Men and weapons are sometimes seen as a pair of symbolic importance in maintaining the greatness of the state. In Javanese mythology, one such weapon was named after the great master artisan (Mpu) who created it: Mpu Gandring. But once the master was illegitimately disowned from his creation, the weapon – the Mpu Gandring kris – turned into a curse that shaped a bloody discourse in which its users lost their divine blessing (wahyu).
Modern reality is complex. However, the imagery (rather than the reality) and the public discourse (rather than the history) about Indonesia’s elite Army Special Forces (Kopassus), as a killing machine, has shown parallels with the bloody Mpu Gandring legend.
The American journalist Allan Nairn recently accused the Kopassus of killing unarmed civilians. Such allegations are not new, except that they now refer to what he claims to be “a program of assassinations” of former rebels, who led the Aceh Party in the run up to the general elections last year. While the details are not fully known, the tragic events could hardly be surprising to Aceh observers and local journalists.

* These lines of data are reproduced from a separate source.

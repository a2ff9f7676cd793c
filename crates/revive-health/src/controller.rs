//! Recovery controller: the check → restart → verify loop.
//!
//! ```text
//! initial probe ── healthy ──────────────────────────────► Healthy (0)
//!      │ unhealthy
//!      ▼
//!   restart ── fails ────────────────────────────────────► Unrecoverable (1)
//!      │ ok
//!      ▼
//!   attempt 1..=max_retries: sleep(retry_delay); probe
//!      ├─ healthy ───────────────────────────────────────► Recovered (0)
//!      └─ unhealthy on the last attempt ─────────────────► Unrecoverable (1)
//! ```
//!
//! The delay runs before every poll, including the first one after the
//! restart, so a restarted service always gets one full `retry_delay` to
//! come up. The delay is fixed; there is no backoff growth.

use std::process::ExitCode;
use std::time::Duration;

use tracing::{error, info, warn};

use revive_core::MonitorConfig;

use crate::probe::{HealthCheck, HealthProbe};
use crate::restart::{CommandRestarter, RestartExecutor, ServiceRestarter};

/// Result of one monitor run.
#[derive(Debug, Clone, Copy, PartialEq, Eq)]
pub enum RunOutcome {
    /// The initial probe passed; nothing was restarted.
    Healthy,
    /// The service was restarted and came back within the poll budget.
    Recovered,
    /// The restart failed or the service never came back.
    Unrecoverable,
}

impl RunOutcome {
    /// Process exit status: 0 for healthy or recovered, 1 otherwise.
    pub fn exit_code(self) -> u8 {
        match self {
            RunOutcome::Healthy | RunOutcome::Recovered => 0,
            RunOutcome::Unrecoverable => 1,
        }
    }

    pub fn is_success(self) -> bool {
        self.exit_code() == 0
    }
}

impl From<RunOutcome> for ExitCode {
    fn from(outcome: RunOutcome) -> Self {
        ExitCode::from(outcome.exit_code())
    }
}

/// Drives one probe/restart/poll cycle.
pub struct RecoveryController<C, R> {
    checker: C,
    executor: RestartExecutor<R>,
    max_retries: u32,
    retry_delay: Duration,
}

impl RecoveryController<HealthProbe, CommandRestarter> {
    /// Wire the HTTP probe and the configured restart backend.
    pub fn from_config(config: &MonitorConfig) -> Self {
        Self::new(
            HealthProbe::from_config(config),
            RestartExecutor::from_config(config, CommandRestarter::from_config(config)),
            config.max_retries,
            config.retry_delay(),
        )
    }
}

impl<C: HealthCheck, R: ServiceRestarter> RecoveryController<C, R> {
    pub fn new(
        checker: C,
        executor: RestartExecutor<R>,
        max_retries: u32,
        retry_delay: Duration,
    ) -> Self {
        Self {
            checker,
            executor,
            max_retries,
            retry_delay,
        }
    }

    pub fn checker(&self) -> &C {
        &self.checker
    }

    pub fn executor(&self) -> &RestartExecutor<R> {
        &self.executor
    }

    /// Run the full cycle once.
    pub async fn run(&self) -> RunOutcome {
        if self.checker.check().await {
            info!("monitoring finished: service is running normally");
            return RunOutcome::Healthy;
        }

        warn!(
            service = %self.executor.service_name(),
            "service unavailable, restart required"
        );

        if !self.executor.restart().await {
            error!(service = %self.executor.service_name(), "failed to restart service");
            return RunOutcome::Unrecoverable;
        }

        if self.wait_for_recovery().await {
            info!(service = %self.executor.service_name(), "service recovered");
            RunOutcome::Recovered
        } else {
            error!(service = %self.executor.service_name(), "failed to recover service");
            RunOutcome::Unrecoverable
        }
    }

    /// Poll until healthy or the attempt budget is spent.
    async fn wait_for_recovery(&self) -> bool {
        info!(
            max_retries = self.max_retries,
            retry_delay = ?self.retry_delay,
            "waiting for service to start"
        );

        for attempt in 1..=self.max_retries {
            tokio::time::sleep(self.retry_delay).await;

            info!(attempt, total = self.max_retries, "checking service availability");

            if self.checker.check().await {
                info!(attempt, "service started");
                return true;
            }

            if attempt < self.max_retries {
                info!(attempt, total = self.max_retries, "service not available yet, waiting");
            }
        }

        error!(attempts = self.max_retries, "service did not start after restart");
        false
    }
}
//! Service restart.
//!
//! `ServiceRestarter` is the narrow seam to the process-control mechanism
//! (systemd, docker, or a test double). `RestartExecutor` wraps a backend
//! with the configuration's restart gate and turns the outcome into a
//! logged `bool`.

use std::future::Future;

use tokio::process::Command;
use tracing::{debug, error, info, warn};

use revive_core::{MonitorConfig, RestartBackend};

use crate::error::RestartError;

/// Restarts a named service, returning the command's combined output.
pub trait ServiceRestarter {
    fn restart_service(
        &self,
        service: &str,
    ) -> impl Future<Output = Result<String, RestartError>> + Send;
}

/// Runs `[sudo] <program> <args...> <service>` and waits for it to exit.
///
/// No timeout is applied: the service manager bounds the call.
#[derive(Debug, Clone, PartialEq, Eq)]
pub struct CommandRestarter {
    program: String,
    args: Vec<String>,
    use_sudo: bool,
}

impl CommandRestarter {
    pub fn new(program: impl Into<String>, args: Vec<String>, use_sudo: bool) -> Self {
        Self {
            program: program.into(),
            args,
            use_sudo,
        }
    }

    /// `systemctl restart <service>`.
    pub fn systemd(use_sudo: bool) -> Self {
        Self::new("systemctl", vec!["restart".to_string()], use_sudo)
    }

    /// `docker restart <container>`.
    pub fn docker(use_sudo: bool) -> Self {
        Self::new("docker", vec!["restart".to_string()], use_sudo)
    }

    pub fn from_config(config: &MonitorConfig) -> Self {
        match config.restart_backend {
            RestartBackend::Systemd => Self::systemd(config.use_sudo),
            RestartBackend::Docker => Self::docker(config.use_sudo),
        }
    }

    /// The full argv that `restart_service` would execute.
    pub fn command_line(&self, service: &str) -> Vec<String> {
        let mut argv = Vec::with_capacity(self.args.len() + 3);
        if self.use_sudo {
            argv.push("sudo".to_string());
        }
        argv.push(self.program.clone());
        argv.extend(self.args.iter().cloned());
        argv.push(service.to_string());
        argv
    }
}

impl ServiceRestarter for CommandRestarter {
    async fn restart_service(&self, service: &str) -> Result<String, RestartError> {
        let argv = self.command_line(service);
        let (program, args) = argv.split_first().ok_or_else(|| RestartError::Spawn {
            program: self.program.clone(),
            source: std::io::Error::new(std::io::ErrorKind::InvalidInput, "empty command line"),
        })?;

        debug!(command = ?argv, "running restart command");

        let output = Command::new(program)
            .args(args)
            .output()
            .await
            .map_err(|source| RestartError::Spawn {
                program: program.clone(),
                source,
            })?;

        let mut combined = String::from_utf8_lossy(&output.stdout).into_owned();
        combined.push_str(&String::from_utf8_lossy(&output.stderr));

        if !output.status.success() {
            return Err(RestartError::Failed {
                code: output.status.code().unwrap_or(-1),
                output: combined,
            });
        }

        Ok(combined)
    }
}

/// Gatekeeper around a restart backend.
pub struct RestartExecutor<R> {
    restarter: R,
    service_name: String,
    enabled: bool,
}

impl<R: ServiceRestarter> RestartExecutor<R> {
    pub fn new(restarter: R, service_name: impl Into<String>, enabled: bool) -> Self {
        Self {
            restarter,
            service_name: service_name.into(),
            enabled,
        }
    }

    pub fn from_config(config: &MonitorConfig, restarter: R) -> Self {
        Self::new(restarter, config.service_name.clone(), config.use_service_manager)
    }

    pub fn restarter(&self) -> &R {
        &self.restarter
    }

    pub fn service_name(&self) -> &str {
        &self.service_name
    }

    /// Restart the service once. Returns `true` on a zero exit.
    pub async fn restart(&self) -> bool {
        warn!(service = %self.service_name, "attempting service restart");

        match self.try_restart().await {
            Ok(output) => {
                info!(
                    service = %self.service_name,
                    output = %output.trim(),
                    "service restarted"
                );
                true
            }
            Err(RestartError::Failed { code, output }) => {
                error!(
                    service = %self.service_name,
                    exit_code = code,
                    output = %output.trim(),
                    "restart command failed"
                );
                false
            }
            Err(e) => {
                error!(service = %self.service_name, error = %e, "service restart not performed");
                false
            }
        }
    }

    async fn try_restart(&self) -> Result<String, RestartError> {
        if !self.enabled {
            return Err(RestartError::Disabled(self.service_name.clone()));
        }
        self.restarter.restart_service(&self.service_name).await
    }
}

At least 29 mysterious assaults and killings (the party claimed 55 incidents) occurred in Aceh early last year when this writer was there to cover the
elections, and now Nairn has attempted to substantiate the story of just two of them.It is a fact that Army members continue to harbor a deep distrust toward former GAM (Free Aceh Movement) rebels, including even the regional commander most respected by the ex-GAMs, in particular since the latter won the 2006 gubernatorial election.
However, never since the Helsinki peace (2005) have conditions been so bad, since early last year when the regional command was led by a Kopassus general who was dismissed shortly afterwards. Such was the tense atmosphere then that President Susilo Bambang Yudhoyono and the visiting Helsinki architect Martti Ahtisaari (March 2009) expressed serious concerns.
A bomb was put under the car and various dirty tricks were played out to victimize or incriminate ex-GAM leaders, but none of the incidents have been resolved despite the fact that three of the perpetrators have been brought to Jakarta. The local police was unable to handle the cases and witnesses chose to remain silent – both apparently out fear of reprisal.
The Jakarta media and commentators have alas stopped short of considering Aceh sources, while the military denial (“there is no Kopassus there”) have missed the point. For, at issue is not a formal Kopassus assignment (which was probably none since this would explicitly violate the Helsinki pact), but covert operations involving individual Kopassus members.
Neither, unfortunately, has the military been able to spell out the reform of the Kopassus, which they claim to have performed during the last 12 years.
Nairn’s investigation was intended to hit Indonesia’s bid to lift the US ban on military training that President Barack Obama reportedly intended to review. Recalling the Aceh incidents is important for us, first because they highlight the urgency of unresolved human rights cases here; second, they refresh the public memory by reinforcing the existing Kopassus’ imagery in Aceh and elsewhere.
Many of the atrocities in the former conflict areas, the killings, poisoning and missing activists elsewhere in Indonesia have been linked to the Kopassus or its individual members. None of these has been brought to justice or satisfactorily resolved. Impunity thus runs as a thread from the 1965-66 tragedy, to troubles in East Timor, Aceh and Papua.
This series of repeated state violence – many cases of which have been well documented for example, see the C.A.V.R. (Timor-Leste Commission for Reception, Truth and Reconciliation) report on East Timor (2004) – have created the imagery of what Kopassus “did” among the people affected.
Ask any local around the former Rumah Geudong in Pidie, Aceh, or the surviving families in Kraras, near Viqueque, East Timor. They will tell you what they know about the Kopassus (or its predecessors, the RPKAD).
To be fair, the killing-machine image should include some infamous battalions of the Army’s Strategic Reserves Command or Kostrad (in the case of East Timor) and the Police Mobile Brigade (Brimob) in Aceh. The point here, however, is that this popular image was shaped by recent history of brutality as interpreted in the local discourse and blamed on the Kopassus.
Now legend has it that the Mpu Gandring kris precipitated a series of assassinations, each of which led to power usurpation. A villager named Ken
Arok betrayed and killed the great master Gandring and used the unfinished kris to kill the King in order to claim the throne and the divine blessing. The kris, however, took its own course and later disappeared. Only then did the killings stop and could the kingdom celebrate its greatness.
This discourse shows that once you use the weapon for a purpose without the consent of its great master-creator you will lose your legitimacy: A powerful moral message. Army members continue to harbor a deep distrust toward former GAM rebels since the latter won the 2006 gubernatorial election. ( Note: the writer is a journalist).